Exercise brief >> Reply with each record repeated exactly.

(Collected data)
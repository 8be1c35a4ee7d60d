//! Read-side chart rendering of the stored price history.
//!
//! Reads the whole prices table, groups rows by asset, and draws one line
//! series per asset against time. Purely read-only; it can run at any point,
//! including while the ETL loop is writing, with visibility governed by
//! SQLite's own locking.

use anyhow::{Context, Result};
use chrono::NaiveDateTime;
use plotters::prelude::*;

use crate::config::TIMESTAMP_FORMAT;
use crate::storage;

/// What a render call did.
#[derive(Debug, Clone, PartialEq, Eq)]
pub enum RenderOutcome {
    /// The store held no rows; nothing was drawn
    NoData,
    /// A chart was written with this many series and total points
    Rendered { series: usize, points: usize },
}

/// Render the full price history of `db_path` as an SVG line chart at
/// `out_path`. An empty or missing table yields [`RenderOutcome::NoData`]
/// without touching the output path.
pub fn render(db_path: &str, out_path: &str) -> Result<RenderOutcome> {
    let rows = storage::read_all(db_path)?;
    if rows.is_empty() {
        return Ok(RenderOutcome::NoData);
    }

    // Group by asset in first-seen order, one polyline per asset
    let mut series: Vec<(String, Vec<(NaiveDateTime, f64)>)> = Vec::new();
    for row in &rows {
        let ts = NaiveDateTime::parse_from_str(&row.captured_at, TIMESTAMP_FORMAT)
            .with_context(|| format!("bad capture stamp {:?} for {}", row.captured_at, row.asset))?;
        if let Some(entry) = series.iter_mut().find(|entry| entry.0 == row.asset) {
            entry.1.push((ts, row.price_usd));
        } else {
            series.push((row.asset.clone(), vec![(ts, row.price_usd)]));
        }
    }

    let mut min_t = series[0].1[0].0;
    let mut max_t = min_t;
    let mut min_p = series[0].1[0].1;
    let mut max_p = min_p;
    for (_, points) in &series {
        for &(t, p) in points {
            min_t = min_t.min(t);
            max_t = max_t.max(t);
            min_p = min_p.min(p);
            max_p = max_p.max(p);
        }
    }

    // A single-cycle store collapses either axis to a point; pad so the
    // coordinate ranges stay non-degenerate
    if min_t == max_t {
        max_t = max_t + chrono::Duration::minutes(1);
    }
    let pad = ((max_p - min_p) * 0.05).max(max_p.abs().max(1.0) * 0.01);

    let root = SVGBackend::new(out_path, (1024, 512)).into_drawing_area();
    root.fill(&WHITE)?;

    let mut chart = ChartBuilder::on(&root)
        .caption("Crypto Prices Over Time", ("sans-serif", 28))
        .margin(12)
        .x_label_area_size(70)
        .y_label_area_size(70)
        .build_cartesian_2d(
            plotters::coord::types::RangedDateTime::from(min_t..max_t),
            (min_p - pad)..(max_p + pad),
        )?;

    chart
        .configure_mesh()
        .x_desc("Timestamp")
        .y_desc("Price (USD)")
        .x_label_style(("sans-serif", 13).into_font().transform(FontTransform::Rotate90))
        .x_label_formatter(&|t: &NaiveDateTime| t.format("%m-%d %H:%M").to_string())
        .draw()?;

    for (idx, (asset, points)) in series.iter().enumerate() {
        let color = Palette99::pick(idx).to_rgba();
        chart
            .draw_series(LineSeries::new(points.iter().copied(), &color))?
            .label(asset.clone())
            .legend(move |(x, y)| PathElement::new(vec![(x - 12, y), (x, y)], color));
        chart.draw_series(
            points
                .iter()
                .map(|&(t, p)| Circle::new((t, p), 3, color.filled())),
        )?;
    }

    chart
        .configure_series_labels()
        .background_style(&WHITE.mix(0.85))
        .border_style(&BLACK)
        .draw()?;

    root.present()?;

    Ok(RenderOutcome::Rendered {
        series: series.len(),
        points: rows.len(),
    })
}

Solution to this task >>
repository 8be1c35a4ee7d60d
//! Read-side chart rendering of the stored price history.
//!
//! Reads the whole prices table, groups rows by asset, and draws one line
//! series per asset against time. Purely read-only; it can run at any point,
//! including while the ETL loop is writing, with visibility governed by
//! SQLite's own locking.

use anyhow::{Context, Result};
use chrono::NaiveDateTime;
use plotters::prelude::*;

use crate::config::TIMESTAMP_FORMAT;
use crate::storage;

/// What a render call did.
#[derive(Debug, Clone, PartialEq, Eq)]
pub enum RenderOutcome {
    /// The store held no rows; nothing was drawn
    NoData,
    /// A chart was written with this many series and total points
    Rendered { series: usize, points: usize },
}

/// Render the full price history of `db_path` as an SVG line chart at
/// `out_path`. An empty or missing table yields [`RenderOutcome::NoData`]
/// without touching the output path.
pub fn render(db_path: &str, out_path: &str) -> Result<RenderOutcome> {
    let rows = storage::read_all(db_path)?;
    if rows.is_empty() {
        return Ok(RenderOutcome::NoData);
    }

    // Group by asset in first-seen order, one polyline per asset
    let mut series: Vec<(String, Vec<(NaiveDateTime, f64)>)> = Vec::new();
    for row in &rows {
        let ts = NaiveDateTime::parse_from_str(&row.captured_at, TIMESTAMP_FORMAT)
            .with_context(|| format!("bad capture stamp {:?} for {}", row.captured_at, row.asset))?;
        if let Some(entry) = series.iter_mut().find(|entry| entry.0 == row.asset) {
            entry.1.push((ts, row.price_usd));
        } else {
            series.push((row.asset.clone(), vec![(ts, row.price_usd)]));
        }
    }

    let mut min_t = series[0].1[0].0;
    let mut max_t = min_t;
    let mut min_p = series[0].1[0].1;
    let mut max_p = min_p;
    for (_, points) in &series {
        for &(t, p) in points {
            min_t = min_t.min(t);
            max_t = max_t.max(t);
            min_p = min_p.min(p);
            max_p = max_p.max(p);
        }
    }

    // A single-cycle store collapses either axis to a point; pad so the
    // coordinate ranges stay non-degenerate
    if min_t == max_t {
        max_t = max_t + chrono::Duration::minutes(1);
    }
    let pad = ((max_p - min_p) * 0.05).max(max_p.abs().max(1.0) * 0.01);

    let root = SVGBackend::new(out_path, (1024, 512)).into_drawing_area();
    root.fill(&WHITE)?;

    let mut chart = ChartBuilder::on(&root)
        .caption("Crypto Prices Over Time", ("sans-serif", 28))
        .margin(12)
        .x_label_area_size(70)
        .y_label_area_size(70)
        .build_cartesian_2d(
            plotters::coord::types::RangedDateTime::from(min_t..max_t),
            (min_p - pad)..(max_p + pad),
        )?;

    chart
        .configure_mesh()
        .x_desc("Timestamp")
        .y_desc("Price (USD)")
        .x_label_style(("sans-serif", 13).into_font().transform(FontTransform::Rotate90))
        .x_label_formatter(&|t: &NaiveDateTime| t.format("%m-%d %H:%M").to_string())
        .draw()?;

    for (idx, (asset, points)) in series.iter().enumerate() {
        let color = Palette99::pick(idx).to_rgba();
        chart
            .draw_series(LineSeries::new(points.iter().copied(), &color))?
            .label(asset.clone())
            .legend(move |(x, y)| PathElement::new(vec![(x - 12, y), (x, y)], color));
        chart.draw_series(
            points
                .iter()
                .map(|&(t, p)| Circle::new((t, p), 3, color.filled())),
        )?;
    }

    chart
        .configure_series_labels()
        .background_style(&WHITE.mix(0.85))
        .border_style(&BLACK)
        .draw()?;

    root.present()?;

    Ok(RenderOutcome::Rendered {
        series: series.len(),
        points: rows.len(),
    })
}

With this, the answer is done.